:: Dataset content ::

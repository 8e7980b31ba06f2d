//! Command-line argument definitions.

use clap::{Parser, Subcommand};
use std::path::PathBuf;

/// Roster guard: sanitized writes into league roster tables.
#[derive(Parser, Debug)]
#[command(name = "roster_cli")]
#[command(version, about, long_about = None)]
pub struct Cli {
    #[command(subcommand)]
    pub command: Command,
}

#[derive(Subcommand, Debug)]
pub enum Command {
    /// Print core linkage and version
    Ping,

    /// Run one write request through the mutation pipeline
    Apply {
        /// League code: NBA, NFL, NHL or MLB
        #[arg(long)]
        sport: String,

        /// Operation: create, update or delete
        #[arg(long)]
        op: String,

        /// JSON file holding one roster record
        #[arg(long)]
        record: PathBuf,
    },

    /// List every row of one league roster
    List {
        /// League code: NBA, NFL, NHL or MLB
        #[arg(long)]
        sport: String,
    },

    /// Check a single value against the threat signatures
    Scan {
        /// Value to scan
        #[arg(long)]
        value: String,
    },
}

#[cfg(test)]
mod tests {
    use super::{Cli, Command};
    use clap::{CommandFactory, Parser};
    use std::path::PathBuf;

    #[test]
    fn command_definition_is_consistent() {
        Cli::command().debug_assert();
    }

    #[test]
    fn apply_takes_sport_op_and_record() {
        let cli = Cli::try_parse_from([
            "roster_cli",
            "apply",
            "--sport",
            "nfl",
            "--op",
            "create",
            "--record",
            "brady.json",
        ])
        .unwrap();

        match cli.command {
            Command::Apply { sport, op, record } => {
                assert_eq!(sport, "nfl");
                assert_eq!(op, "create");
                assert_eq!(record, PathBuf::from("brady.json"));
            }
            other => panic!("unexpected command: {other:?}"),
        }
    }

    #[test]
    fn list_requires_sport() {
        assert!(Cli::try_parse_from(["roster_cli", "list"]).is_err());
    }
}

:::

Using the listing above, show each line with the word "Parser" in it.

▶ Written solution:
use clap::{Parser, Subcommand};
#[derive(Parser, Debug)]
    use clap::{CommandFactory, Parser};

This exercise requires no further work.